Possible answers to these questions are suggested by close attention to how this sonnet’s form helps to deconstruct the deceptively objective tone of its final sestet. “Saint Katharine of Alexandria,” like many Michael Field verses, is a modified Italian sonnet; and here, the rhyme scheme creates dual possibilities for reading. On the one hand we encounter a two-part Italian sonnet that ostensibly moves from subjective conjecture in the octave to objective observation in the sestet with a seemingly unremarkable volta at the semi-colon in line 9. On the other hand, the poem also bears resemblance to a four-part English sonnet divided topically/pictorially as follows: lines 1-4, bay wreath and spiked wheel as symbols of her famed intelligence and marytrdom; lines 5-8, eternally bleeding vs. never again pitying; lines 9-12, hair, bodice, and bay thicket; lines 13-14, the landscape and boat in the painting’s upper right corner. Enjambment across what would be the octave/sestet divide and across the line 12/final couplet divide mimics the visual sweep from point to point across the painting. And here is where Field makes things interesting and invites a more empathetic and engaged reading.

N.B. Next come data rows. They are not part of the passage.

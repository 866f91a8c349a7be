use mixin_weaver::{ CompositeDecl, GeneratorOptions, Method, ScopeDecl, TypeKind };
use crate::stub_types::{ StubTypes, ty };
use crate::generate ;

fn types() -> StubTypes {
    StubTypes::new().contract( "Sample.IService", vec![ Method::new( "Run" ).into() ])
}

#[test]
fn enclosing_scopes_are_reopened_as_partial() {

    let decl = CompositeDecl::new( "Composite" )
        .with_kind( TypeKind::Record )
        .with_type_parameters([ "T" ])
        .with_namespace( "Sample.Nested" )
        .with_scope( ScopeDecl::new( "Outer" ).with_kind( TypeKind::Struct ).with_type_parameters([ "TOuter" ]))
        .with_scope( ScopeDecl::new( "Inner" ))
        .with_contract( ty( "Sample.IService" ));

    let text = generate( &types(), &decl, GeneratorOptions::bare() );
    let expected = [
        "namespace Sample.Nested",
        "{",
        "    partial struct Outer<TOuter>",
        "    {",
        "        partial class Inner",
        "        {",
        "            partial record Composite<T>",
        "            {",
        "                private global::Sample.IService _service;",
        "",
        "                public Composite(global::Sample.IService service)",
    ].map(| line | format!( "{}\n", line )).concat();

    assert!( text.starts_with( &expected ), "unexpected layout:\n{}", text );
    assert!( text.ends_with( "            }\n        }\n    }\n}\n" ));
    assert_eq!( decl.hint_name(), "Sample.Nested.Outer`1.Inner.Composite`1" );

}

#[test]
fn top_level_composite_has_no_namespace_block() {
    let decl = CompositeDecl::new( "Composite" ).with_contract( ty( "Sample.IService" ));
    let text = generate( &types(), &decl, GeneratorOptions::bare() );
    assert!( text.starts_with( "partial class Composite\n{\n    private global::Sample.IService _service;\n" ));
    assert_eq!( decl.hint_name(), "Composite" );
}

#[test]
fn options_shape_the_output() {

    let decl = CompositeDecl::new( "Composite" ).with_contract( ty( "Sample.IService" ));

    let tabbed = generate( &types(), &decl, GeneratorOptions::bare().with_tabs().with_field_prefix( "m_" ));
    assert!( tabbed.contains( "\tprivate global::Sample.IService m_service;\n" ));
    assert!( tabbed.contains( "\t\tthis.m_service = service;\n" ));
    assert!( !tabbed.contains( "#region" ));
    assert!( !tabbed.contains( "#nullable" ));

    let full = generate( &types(), &decl, GeneratorOptions::default() );
    assert!( full.starts_with( "// <auto-generated>\n" ));
    assert!( full.contains( "\n#nullable enable\n" ));
    assert!( full.contains( "    #region global::Sample.IService\n" ));
    assert!( full.contains( "    #endregion\n" ));

}
use mixin_weaver::{ Artifact, CompositeDecl, Delivery, Diagnostic, GeneratorOptions, Method, drive };
use crate::stub_types::{ StubTypes, ty };

fn types() -> StubTypes {
    StubTypes::new().contract( "Sample.IService", vec![ Method::new( "Run" ).into() ])
}

fn declarations() -> Vec<CompositeDecl> {
    vec![
        CompositeDecl::new( "First" ).with_contract( ty( "Sample.IService" )),
        CompositeDecl::new( "Broken" ).with_partial( false ).with_contract( ty( "Sample.IService" )),
        CompositeDecl::new( "Empty" ),
        CompositeDecl::new( "Last" ).with_namespace( "Sample" ).with_contract( ty( "Sample.IService" )),
    ]
}

#[test]
fn failing_composite_does_not_stop_the_others() {

    let mut diagnostics: Vec<Diagnostic> = Vec::new();
    let mut artifacts: Vec<Artifact> = Vec::new();

    let summary = drive( &declarations(), &types(), &GeneratorOptions::default(), &mut diagnostics, &mut artifacts )
        .expect( "vector delivery cannot fail" );

    assert_eq!( summary.composites, 4 );
    assert_eq!( summary.artifacts, 3 );
    assert_eq!( summary.errors, 1 );
    assert_eq!( summary.warnings, 1 );
    assert!( summary.has_errors() );
    assert_codes!( diagnostics, [ "MIX0001", "MIX0100" ]);
    assert_eq!(
        artifacts.iter().map( Artifact::hint_name ).collect::<Vec<_>>(),
        vec![ "First", "Empty", "Sample.Last" ],
    );

}

#[derive( Debug, thiserror::Error )]
#[error( "Delivery refused {0}" )]
struct Refused( String );

/// Accepts a fixed number of artifacts, then fails.
struct Limited { remaining: usize, accepted: Vec<String> }

impl Delivery for Limited {
    type Error = Refused ;
    fn deliver( &mut self, artifact: Artifact ) -> Result<(), Self::Error> {
        if self.remaining == 0 { return Err( Refused( artifact.hint_name().to_string() )) }
        self.remaining -= 1 ;
        self.accepted.push( artifact.hint_name().to_string() );
        Ok(())
    }
}

#[test]
fn delivery_failure_stops_the_run() {

    let mut diagnostics: Vec<Diagnostic> = Vec::new();
    let mut delivery = Limited { remaining: 1, accepted: Vec::new() };

    let result = drive( &declarations(), &types(), &GeneratorOptions::default(), &mut diagnostics, &mut delivery );

    match result {
        Err( Refused( name )) => assert_eq!( name, "Empty" ),
        Ok( summary ) => panic!( "Expected a delivery failure, got {:?}", summary ),
    }
    assert_eq!( delivery.accepted, vec![ "First".to_string() ]);

}
//! Binding of resolved providers onto the composite's field slots.
//!
//! Every contract owns exactly one [`FieldSlot`]. A [`ConstructorPlan`] says,
//! for each constructor parameter, which slots receive it.

use tracing::debug ;

use crate::contract::TypeRef ;
use crate::matcher::{ ProviderAssignment, classify };
use crate::type_system::{ Conversion, TypeSystem };
use crate::utils::{ lower_camel, escape_keyword, UniqueNames };



/// Storage cell for one contract.
#[derive( Debug, Clone, PartialEq, Eq )]
pub struct FieldSlot {
    contract: TypeRef,
    name: String,
}

impl FieldSlot {
    /// The contract this slot stores, also the field's type.
    #[inline] pub fn contract( &self ) -> &TypeRef { &self.contract }
    /// Field identifier, unique within the composite.
    #[inline] pub fn name( &self ) -> &str { &self.name }
}

/// The fixed slot set of a composite, one slot per contract in contract order.
#[derive( Debug, Clone, PartialEq, Eq )]
pub struct SlotSet {
    slots: Vec<FieldSlot>,
}

impl SlotSet {

    /// Creates one slot per contract. Names are `prefix` followed by the
    /// lower camel case contract name, numbered on collision.
    pub fn new( contracts: &[TypeRef], prefix: &str ) -> Self {
        let mut names = UniqueNames::new();
        let slots = contracts.iter()
            .map(| contract | {
                let name = names.claim( &format!( "{}{}", prefix, lower_camel( contract.simple_name() )));
                let name = match prefix.is_empty() {
                    true => escape_keyword( &name ),
                    false => name,
                };
                FieldSlot { contract: contract.clone(), name }
            })
            .collect();
        Self { slots }
    }

    #[inline] pub fn slots( &self ) -> &[FieldSlot] { &self.slots }
    #[inline] pub fn len( &self ) -> usize { self.slots.len() }
    #[inline] pub fn is_empty( &self ) -> bool { self.slots.is_empty() }

    pub fn get( &self, index: usize ) -> Option<&FieldSlot> { self.slots.get( index ) }

    /// Slot storing `contract`, if any.
    pub fn slot_of( &self, contract: &TypeRef ) -> Option<&FieldSlot> {
        self.slots.iter().find(| slot | slot.contract() == contract )
    }

}

/// One constructor parameter and the slots it is stored into.
#[derive( Debug, Clone, PartialEq, Eq )]
pub struct PlanParameter {
    name: String,
    ty: TypeRef,
    /// Indices into the slot set, ascending
    slots: Vec<usize>,
}

impl PlanParameter {
    #[inline] pub fn name( &self ) -> &str { &self.name }
    #[inline] pub fn ty( &self ) -> &TypeRef { &self.ty }
    #[inline] pub fn slots( &self ) -> &[usize] { &self.slots }
    /// `true` if the parameter is declared but never stored.
    #[inline] pub fn is_dead( &self ) -> bool { self.slots.is_empty() }
}

/// Parameters of one constructor, in declaration order.
#[derive( Debug, Clone, PartialEq, Eq )]
pub struct ConstructorPlan {
    parameters: Vec<PlanParameter>,
}

impl ConstructorPlan {
    #[inline] pub fn parameters( &self ) -> &[PlanParameter] { &self.parameters }

    /// Parameter types in order, the constructor's signature.
    pub fn signature( &self ) -> Vec<&TypeRef> { self.parameters.iter().map( PlanParameter::ty ).collect() }
}

/// The assignment behind the default constructor: every contract provides itself.
pub fn default_assignment( contracts: &[TypeRef] ) -> Vec<ProviderAssignment> {
    contracts.iter()
        .map(| contract | ProviderAssignment::new( contract.clone(), vec![ contract.clone() ]))
        .collect()
}

/// Maps an assignment onto the slot set.
///
/// Providers are taken in order; each binds the still unbound slots whose
/// contract is identical to one of its assigned contracts. Slots left over get
/// a parameter of their own, typed and named after their contract.
pub fn bind<T: TypeSystem + ?Sized>( types: &T, slots: &SlotSet, bindings: &[ProviderAssignment] ) -> ConstructorPlan {

    let mut names = UniqueNames::new();
    let mut pool = ( 0..slots.len() ).collect::<Vec<_>>();
    let mut parameter = | ty: &TypeRef, bound: Vec<usize> | PlanParameter {
        name: escape_keyword( &names.claim( &lower_camel( ty.simple_name() ))),
        ty: ty.clone(),
        slots: bound,
    };

    let mut parameters = bindings.iter()
        .map(| binding | {
            let ( bound, rest ) = pool.iter().copied().partition::<Vec<usize>, _>(| &index | binding.contracts().iter()
                .any(| contract | classify( types, contract, &slots.slots()[index].contract ) == Conversion::Identity ));
            pool = rest ;
            parameter( binding.provider(), bound )
        })
        .collect::<Vec<_>>();

    parameters.extend( pool.into_iter().map(| index | parameter( &slots.slots()[index].contract, vec![ index ])));

    debug!(
        parameters = parameters.len(),
        dead = parameters.iter().filter(| parameter | parameter.is_dead() ).count(),
        "bound constructor plan",
    );

    ConstructorPlan { parameters }

}
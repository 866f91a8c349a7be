//! Composite declarations as delivered by discovery.

use serde::Deserialize ;

use crate::contract::TypeRef ;
use crate::diagnostics::Location ;
use crate::directive::RawDirective ;



/// Kind of a type declaration.
#[derive( Debug, Clone, Copy, PartialEq, Eq, Hash, Default, Deserialize )]
#[serde( rename_all = "kebab-case" )]
pub enum TypeKind {
    #[default] Class,
    Struct,
    Record,
    RecordStruct,
}

impl TypeKind {
    pub fn keyword( self ) -> &'static str {
        match self {
            Self::Class => "class",
            Self::Struct => "struct",
            Self::Record => "record",
            Self::RecordStruct => "record struct",
        }
    }
}

/// A type that lexically encloses a composite.
#[derive( Debug, Clone, PartialEq, Eq )]
pub struct ScopeDecl {
    name: String,
    kind: TypeKind,
    type_parameters: Vec<String>,
    partial: bool,
    location: Location,
}

impl ScopeDecl {

    /// A partial class scope with no type parameters.
    pub fn new( name: impl Into<String> ) -> Self {
        Self {
            name: name.into(),
            kind: TypeKind::Class,
            type_parameters: Vec::with_capacity( 0 ),
            partial: true,
            location: Location::unknown(),
        }
    }

    pub fn with_kind( mut self, kind: TypeKind ) -> Self { self.kind = kind ; self }
    pub fn with_type_parameters( mut self, type_parameters: impl IntoIterator<Item = impl Into<String>> ) -> Self {
        self.type_parameters = type_parameters.into_iter().map( Into::into ).collect();
        self
    }
    pub fn with_partial( mut self, partial: bool ) -> Self { self.partial = partial ; self }
    pub fn with_location( mut self, location: Location ) -> Self { self.location = location ; self }

    #[inline] pub fn name( &self ) -> &str { &self.name }
    #[inline] pub fn kind( &self ) -> TypeKind { self.kind }
    #[inline] pub fn type_parameters( &self ) -> &[String] { &self.type_parameters }
    #[inline] pub fn is_partial( &self ) -> bool { self.partial }
    #[inline] pub fn location( &self ) -> &Location { &self.location }
}

/// A type marked for composite generation.
#[derive( Debug, Clone, PartialEq, Eq )]
pub struct CompositeDecl {
    name: String,
    kind: TypeKind,
    type_parameters: Vec<String>,
    partial: bool,
    namespace: Option<String>,
    /// Enclosing types, outermost first
    scopes: Vec<ScopeDecl>,
    contracts: Vec<TypeRef>,
    directives: Vec<RawDirective>,
    location: Location,
}

impl CompositeDecl {

    /// A partial, top level class with no contracts.
    pub fn new( name: impl Into<String> ) -> Self {
        Self {
            name: name.into(),
            kind: TypeKind::Class,
            type_parameters: Vec::with_capacity( 0 ),
            partial: true,
            namespace: None,
            scopes: Vec::with_capacity( 0 ),
            contracts: Vec::new(),
            directives: Vec::with_capacity( 0 ),
            location: Location::unknown(),
        }
    }

    pub fn with_kind( mut self, kind: TypeKind ) -> Self { self.kind = kind ; self }
    pub fn with_type_parameters( mut self, type_parameters: impl IntoIterator<Item = impl Into<String>> ) -> Self {
        self.type_parameters = type_parameters.into_iter().map( Into::into ).collect();
        self
    }
    pub fn with_partial( mut self, partial: bool ) -> Self { self.partial = partial ; self }
    pub fn with_namespace( mut self, namespace: impl Into<String> ) -> Self {
        self.namespace = Some( namespace.into() );
        self
    }
    /// Adds an enclosing scope inside the ones already added.
    pub fn with_scope( mut self, scope: ScopeDecl ) -> Self { self.scopes.push( scope ); self }
    pub fn with_contract( mut self, contract: TypeRef ) -> Self { self.contracts.push( contract ); self }
    pub fn with_directive( mut self, directive: RawDirective ) -> Self { self.directives.push( directive ); self }
    pub fn with_location( mut self, location: Location ) -> Self { self.location = location ; self }

    #[inline] pub fn name( &self ) -> &str { &self.name }
    #[inline] pub fn kind( &self ) -> TypeKind { self.kind }
    #[inline] pub fn type_parameters( &self ) -> &[String] { &self.type_parameters }
    #[inline] pub fn is_partial( &self ) -> bool { self.partial }
    #[inline] pub fn namespace( &self ) -> Option<&str> { self.namespace.as_deref() }
    #[inline] pub fn scopes( &self ) -> &[ScopeDecl] { &self.scopes }
    #[inline] pub fn contracts( &self ) -> &[TypeRef] { &self.contracts }
    #[inline] pub fn directives( &self ) -> &[RawDirective] { &self.directives }
    #[inline] pub fn location( &self ) -> &Location { &self.location }

    /// Name with its type parameters, e.g. `Repository<T>`.
    pub fn display_name( &self ) -> String {
        match self.type_parameters.is_empty() {
            true => self.name.clone(),
            false => format!( "{}<{}>", self.name, self.type_parameters.join( ", " )),
        }
    }

    /// Artifact name unique per composite: namespace, enclosing types and the
    /// type itself joined by dots, generic types carrying a `` `N `` arity suffix.
    pub fn hint_name( &self ) -> String {
        fn segment( name: &str, arity: usize ) -> String {
            match arity {
                0 => name.to_string(),
                arity => format!( "{}`{}", name, arity ),
            }
        }
        self.namespace.iter().cloned()
            .chain( self.scopes.iter().map(| scope | segment( scope.name(), scope.type_parameters().len() )))
            .chain( std::iter::once( segment( &self.name, self.type_parameters.len() )))
            .collect::<Vec<_>>()
            .join( "." )
    }

}

/// Trait for enumerating composite declarations from a user-defined source.
///
/// Discovery is up to the host: a syntax tree walk, a manifest file, or a
/// fixed list in a test.
pub trait DeclarationSource {

    /// Iterator over the discovered declarations.
    type DeclarationIter<'a>: IntoIterator<Item = &'a CompositeDecl> where Self: 'a ;

    /// Returns every composite declaration, in discovery order.
    fn declarations( &self ) -> Self::DeclarationIter<'_> ;

}

impl DeclarationSource for Vec<CompositeDecl> {
    type DeclarationIter<'a> = std::slice::Iter<'a, CompositeDecl> ;
    fn declarations( &self ) -> Self::DeclarationIter<'_> { self.iter() }
}

impl DeclarationSource for [CompositeDecl] {
    type DeclarationIter<'a> = std::slice::Iter<'a, CompositeDecl> ;
    fn declarations( &self ) -> Self::DeclarationIter<'_> { self.iter() }
}
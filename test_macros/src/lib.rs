use proc_macro::TokenStream;
use quote::{ quote, format_ident };
use syn::{ parse_macro_input, LitStr, Token, punctuated::Punctuated };
use pipe_trait::Pipe ;

/// Generates one test per fixture directory.
///
/// Scans `tests/<segments..>` for subdirectories, sorts them alphabetically and
/// emits a test named after each directory that calls `check_fixture` with the
/// directory's path relative to `tests/`:
/// ```ignore
/// fixture_tests!( "fixtures" );
/// // expands to
/// #[test] fn default_plan() { check_fixture( "fixtures/default_plan" ) }
/// #[test] fn shared_provider() { check_fixture( "fixtures/shared_provider" ) }
/// ```
/// `check_fixture` must be in scope at the call site.
#[proc_macro]
pub fn fixture_tests( input: TokenStream ) -> TokenStream {

    let segments = parse_macro_input!( input with Punctuated::<LitStr, Token![,]>::parse_terminated )
        .iter()
        .map( LitStr::value )
        .collect::<Vec<_>>();

    let manifest_dir = std::env::var( "CARGO_MANIFEST_DIR" )
        .expect( "CARGO_MANIFEST_DIR not set" );

    let mut fixture_path = std::path::PathBuf::from( &manifest_dir ).join( "tests" );
    segments.iter().for_each(| segment | fixture_path.push( segment ));

    let tests = get_sorted_dirs( &fixture_path )
        .into_iter()
        .map(| dir_name | {
            let test_name = format_ident!( "{}", dir_name_to_test_name( &dir_name ));
            let relative = segments.iter()
                .cloned()
                .chain( std::iter::once( dir_name ))
                .collect::<Vec<_>>()
                .join( "/" );
            quote! {
                #[test]
                fn #test_name() { check_fixture( #relative ) }
            }
        })
        .collect::<Vec<_>>();

    quote! { #( #tests )* }.into()

}

fn dir_name_to_test_name( dir_name: &str ) -> String {
    dir_name
        .to_lowercase()
        .replace( '-', "_" )
}

fn get_sorted_dirs( parent_dir: &std::path::Path ) -> Vec<String> {

    let entries = match std::fs::read_dir( parent_dir ) {
        Ok( entries ) => entries,
        Err( _ ) => return vec![],
    };

    entries
        .filter_map( Result::ok )
        .filter(| entry | entry.path().is_dir() )
        .filter_map(| entry | entry.file_name().to_str().map( String::from ))
        .collect::<Vec<_>>()
        .pipe(| mut dirs | { dirs.sort(); dirs })

}
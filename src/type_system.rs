//! Type-system collaborator.
//!
//! The generator never inspects types on its own. Whether one type converts to
//! another, and what members a contract declares, is answered by a host
//! [`TypeSystem`] implementation.

use crate::contract::{ TypeRef, Member };



/// How a value of one type converts to another.
#[derive( Debug, Clone, Copy, PartialEq, Eq, Hash )]
pub enum Conversion {
    /// Both references name the same type.
    Identity,
    /// The source converts implicitly to the target (interface implementation,
    /// base class, user-defined implicit conversion).
    Implicit,
    /// No implicit conversion exists.
    None,
}

impl Conversion {
    /// Whether the conversion exists at all.
    #[inline] pub fn exists( self ) -> bool { self != Self::None }
}

/// Trait for answering type questions from a user-defined source.
///
/// The source can be anything: a compiler's semantic model, a hand written
/// catalog, or a fixed table in a test. See [`crate::catalog::Catalog`] for
/// the manifest backed implementation.
pub trait TypeSystem {

    /// Error type for member lookup failures.
    type Error: std::error::Error ;

    /// Classifies the conversion from `source` to `target`.
    fn classify( &self, source: &TypeRef, target: &TypeRef ) -> Conversion ;

    /// Returns the members `contract` declares, in declaration order.
    ///
    /// # Errors
    /// Implementations fail if the contract is unknown or its members cannot be read.
    fn members( &self, contract: &TypeRef ) -> Result<Vec<Member>, Self::Error> ;

}

impl<T: TypeSystem + ?Sized> TypeSystem for &T {
    type Error = T::Error ;
    fn classify( &self, source: &TypeRef, target: &TypeRef ) -> Conversion { ( **self ).classify( source, target )}
    fn members( &self, contract: &TypeRef ) -> Result<Vec<Member>, Self::Error> { ( **self ).members( contract )}
}
//! Emission options.

use serde::Deserialize ;



/// Knobs controlling the shape of emitted text.
///
/// Read from the `[options]` table of a manifest; every field has a default.
#[derive( Debug, Clone, PartialEq, Eq, Deserialize )]
#[serde( default, rename_all = "kebab-case", deny_unknown_fields )]
pub struct GeneratorOptions {
    /// Spaces per indentation level. Ignored when `use-tabs` is set.
    pub indent_width: usize,
    pub use_tabs: bool,
    /// Emit `#nullable enable` after the header.
    pub nullable: bool,
    /// Wrap each contract's forwarding members in a `#region`.
    pub regions: bool,
    /// Emit the `// <auto-generated>` header.
    pub header: bool,
    /// Prefix of generated field names.
    pub field_prefix: String,
}

impl Default for GeneratorOptions {
    fn default() -> Self {
        Self {
            indent_width: 4,
            use_tabs: false,
            nullable: true,
            regions: true,
            header: true,
            field_prefix: "_".to_string(),
        }
    }
}

impl GeneratorOptions {

    /// The string written once per indentation level.
    pub fn indent_unit( &self ) -> String {
        match self.use_tabs {
            true => "\t".to_string(),
            false => " ".repeat( self.indent_width ),
        }
    }

    pub fn with_field_prefix( mut self, prefix: impl Into<String> ) -> Self {
        self.field_prefix = prefix.into();
        self
    }

    pub fn with_tabs( mut self ) -> Self {
        self.use_tabs = true ;
        self
    }

    /// Options producing only the declarations: no header, nullable line or regions.
    pub fn bare() -> Self {
        Self { nullable: false, regions: false, header: false, ..Self::default() }
    }

}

In devotional painting, the spectator is supposed to engage in a contemplative journey as a result of the eye’s movement across the painting’s landscape. Here, seemingly objective descriptions become more profoundly freighted with emotion and meaning after enjambment, sound devices, and imagery suggestively link objects in the visual field. For instance, alliterative and visual patterns create associations across the poem: she bleeds causing her gold cheeks to blanch; the similarly golden hair leads across the sonnet’s volta to her green bodice and to the darker green bay. This latter movement is driven by alliteration as well: b’s and th’s, “that to blackness throws / the thicket of bay-branches sharp and trim” (ll. 10-11). At this point, the sharp bay branches may motivate the spectator to move circularly back to the start of the poem and create associations between learning and martyrdom—between pointy bay and spiked wheel—and/or the sharp bay thicket may even transform the bay wreath into a crown of thorns. In this movement, what had appeared to be mere objective description becomes ekphrastic descriptio, or vivid description that exposes or suggests consequences: in this case, that women of learning will encounter painful difficulties. Michael Field’s curious emphasis on Saint Katharine’s fingers shrinking from the steel spikes, in this reading, can be explained as her effort to resist such consequences. As with Lee’s switching of Medea’s book for a rose, here, Michael Field’s reading of an object—the wheel’s spikes—creates representational friction with feminist implications. Despite the surface appearance of Paterian, ascetic tempering of subjective impression, the co-authors’ message is clear. Meanwhile, to return to our journey through the visual field, the eye is led by contrast from the bay thicket to the glowing open landscape and “swift shallop [that] crosses the moonlight” (l. 14), or what the diary entry describes as “Faint, as in softened moonlight the world she has forsaken long ago.” The fact that the bay thicket is what leads us to the boat brings to mind how, even though learning resulted in the saint’s embattled engagement with the world, study has also provided her with an escape: heavenly moments on earth that have preceded the final destination “soft and apart” for which she is about to embark.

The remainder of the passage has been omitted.